A Critical Mass of Voters

A Critical Mass of Voters

This is the Authoritarian Playbook of Election Manipulation

Tyler J. Hagenbuch
Jul 03, 2026
∙ Paid

On Fridays, I zoom out from the day-to-day election news. This is “Your Vote Is Everything,” a weekly series for paid subscribers. Last week I made the case that your vote is the way out of this moment, and that the people in power know it. This week: their plan to take your vote from you.


Last week’s post asked you to stop seeing the headlines as chaos. An FBI raid in Ohio, a canceled election in Louisiana, and a Postal Service threatening to stop delivering ballots aren’t a hundred separate fires. It’s one plan. So let’s walk through it.

The good news is we’re dealing with the dumbest authoritarians ever. These are not creative people. They reach for the same handful of moves, in roughly the same order, whether they’re in Santiago or Seoul or the swamp of DC.

He Models Who He Admires

Trump calls Hungary’s Viktor Orbán “smart,” a “tough” “strongman,” “a great leader.” So it’s worth knowing what Orbán did to Hungary.
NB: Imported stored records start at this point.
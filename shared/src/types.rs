use serde::{Deserialize, Serialize};
use std::fmt;
use std::str::FromStr;

/// Language a submission is written in. The queue is partitioned by this value
/// (one FIFO queue per variant) and it selects the sandbox image/compile/run
/// commands an executor uses.
#[derive(Debug, Clone, Copy, PartialEq, Eq, Hash, Serialize, Deserialize)]
#[serde(rename_all = "lowercase")]
pub enum Language {
    Python,
    Java,
    Nodejs,
    Cpp,
}

impl Language {
    pub const ALL: [Language; 4] = [Language::Python, Language::Java, Language::Nodejs, Language::Cpp];

    pub fn as_str(&self) -> &'static str {
        match self {
            Language::Python => "python",
            Language::Java => "java",
            Language::Nodejs => "nodejs",
            Language::Cpp => "cpp",
        }
    }

    pub fn is_compiled(&self) -> bool {
        matches!(self, Language::Java | Language::Cpp)
    }
}

impl fmt::Display for Language {
    fn fmt(&self, f: &mut fmt::Formatter<'_>) -> fmt::Result {
        f.write_str(self.as_str())
    }
}

impl FromStr for Language {
    type Err = UnknownLanguage;

    fn from_str(s: &str) -> Result<Self, Self::Err> {
        match s.to_lowercase().as_str() {
            "python" => Ok(Language::Python),
            "java" => Ok(Language::Java),
            "nodejs" | "node" | "javascript" => Ok(Language::Nodejs),
            "cpp" | "c++" => Ok(Language::Cpp),
            other => Err(UnknownLanguage(other.to_string())),
        }
    }
}

#[derive(Debug, Clone, thiserror::Error)]
#[error("unknown language: {0}")]
pub struct UnknownLanguage(pub String);

/// The closed set of statuses a Submission may hold. QUEUED and RUNNING are
/// transient; the remaining five are terminal. Open Question 2 (see design
/// notes) keeps this domain at exactly these five terminal variants — memory
/// overruns are folded into RuntimeError rather than given their own status.
#[derive(Debug, Clone, Copy, PartialEq, Eq, Serialize, Deserialize)]
#[serde(rename_all = "SCREAMING_SNAKE_CASE")]
pub enum SubmissionStatus {
    Queued,
    Running,
    Accepted,
    WrongAnswer,
    TimeLimitExceeded,
    RuntimeError,
    CompilationError,
}

impl SubmissionStatus {
    pub fn is_terminal(&self) -> bool {
        !matches!(self, SubmissionStatus::Queued | SubmissionStatus::Running)
    }

    pub fn as_str(&self) -> &'static str {
        match self {
            SubmissionStatus::Queued => "QUEUED",
            SubmissionStatus::Running => "RUNNING",
            SubmissionStatus::Accepted => "ACCEPTED",
            SubmissionStatus::WrongAnswer => "WRONG_ANSWER",
            SubmissionStatus::TimeLimitExceeded => "TIME_LIMIT_EXCEEDED",
            SubmissionStatus::RuntimeError => "RUNTIME_ERROR",
            SubmissionStatus::CompilationError => "COMPILATION_ERROR",
        }
    }
}

impl fmt::Display for SubmissionStatus {
    fn fmt(&self, f: &mut fmt::Formatter<'_>) -> fmt::Result {
        f.write_str(self.as_str())
    }
}

impl FromStr for SubmissionStatus {
    type Err = UnknownStatus;

    fn from_str(s: &str) -> Result<Self, Self::Err> {
        match s {
            "QUEUED" => Ok(SubmissionStatus::Queued),
            "RUNNING" => Ok(SubmissionStatus::Running),
            "ACCEPTED" => Ok(SubmissionStatus::Accepted),
            "WRONG_ANSWER" => Ok(SubmissionStatus::WrongAnswer),
            "TIME_LIMIT_EXCEEDED" => Ok(SubmissionStatus::TimeLimitExceeded),
            "RUNTIME_ERROR" => Ok(SubmissionStatus::RuntimeError),
            "COMPILATION_ERROR" => Ok(SubmissionStatus::CompilationError),
            other => Err(UnknownStatus(other.to_string())),
        }
    }
}

#[derive(Debug, Clone, thiserror::Error)]
#[error("unknown submission status: {0}")]
pub struct UnknownStatus(pub String);

/// Per-case status. Shares the terminal domain with SubmissionStatus, minus
/// QUEUED/RUNNING which never apply to a single case.
#[derive(Debug, Clone, Copy, PartialEq, Eq, Serialize, Deserialize)]
#[serde(rename_all = "SCREAMING_SNAKE_CASE")]
pub enum CaseStatus {
    Accepted,
    WrongAnswer,
    TimeLimitExceeded,
    RuntimeError,
    CompilationError,
}

impl CaseStatus {
    pub fn as_str(&self) -> &'static str {
        match self {
            CaseStatus::Accepted => "ACCEPTED",
            CaseStatus::WrongAnswer => "WRONG_ANSWER",
            CaseStatus::TimeLimitExceeded => "TIME_LIMIT_EXCEEDED",
            CaseStatus::RuntimeError => "RUNTIME_ERROR",
            CaseStatus::CompilationError => "COMPILATION_ERROR",
        }
    }
}

impl From<CaseStatus> for SubmissionStatus {
    fn from(c: CaseStatus) -> Self {
        match c {
            CaseStatus::Accepted => SubmissionStatus::Accepted,
            CaseStatus::WrongAnswer => SubmissionStatus::WrongAnswer,
            CaseStatus::TimeLimitExceeded => SubmissionStatus::TimeLimitExceeded,
            CaseStatus::RuntimeError => SubmissionStatus::RuntimeError,
            CaseStatus::CompilationError => SubmissionStatus::CompilationError,
        }
    }
}

#[cfg(test)]
mod tests {
    use super::*;

    #[test]
    fn language_round_trips_through_its_string_form() {
        for lang in Language::ALL {
            assert_eq!(lang.as_str().parse::<Language>().unwrap(), lang);
        }
    }

    #[test]
    fn language_accepts_common_aliases() {
        assert_eq!("node".parse::<Language>().unwrap(), Language::Nodejs);
        assert_eq!("c++".parse::<Language>().unwrap(), Language::Cpp);
    }

    #[test]
    fn status_round_trips_through_its_canonical_string() {
        let all = [
            SubmissionStatus::Queued,
            SubmissionStatus::Running,
            SubmissionStatus::Accepted,
            SubmissionStatus::WrongAnswer,
            SubmissionStatus::TimeLimitExceeded,
            SubmissionStatus::RuntimeError,
            SubmissionStatus::CompilationError,
        ];
        for status in all {
            assert_eq!(status.as_str().parse::<SubmissionStatus>().unwrap(), status);
        }
    }

    #[test]
    fn only_queued_and_running_are_non_terminal() {
        assert!(!SubmissionStatus::Queued.is_terminal());
        assert!(!SubmissionStatus::Running.is_terminal());
        assert!(SubmissionStatus::Accepted.is_terminal());
        assert!(SubmissionStatus::CompilationError.is_terminal());
    }
}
He didn’t send tanks. He rewrote election laws, redrew the districts so his party could take two-thirds of the seats on barely half the votes, packed the courts, turned the public airwaves into a party megaphone, and choked the funding of the groups that register voters. Every move was legal. Every move was done in the open. Hungarians kept voting, and for sixteen years it kept not mattering.

The three tactics I’m about to walk you through are the same as Orbán’s, shaped to fit an American system.

First, Change How We Vote and Who Gets to Vote

Before a single vote is counted, they shrink the number of people who can cast one, and the number of ways to do it. Right now the Postal Service says it might refuse to deliver mail ballots in states that won’t hand over their voter rolls. The Justice Department is suing thirty states and D.C. to pry those same rolls loose. New registration rules are being drafted to trip people up before they ever reach a ballot.

None of it grabs national headlines, and that’s the point. When Ukraine’s rulers wanted to hold power in 2004, they were cruder about it: whole regions reported turnout above 100%, with one district coming in at 127%. The American version doesn’t stuff the ballot box; it creates quiet chaos, done “legally” and out in the open.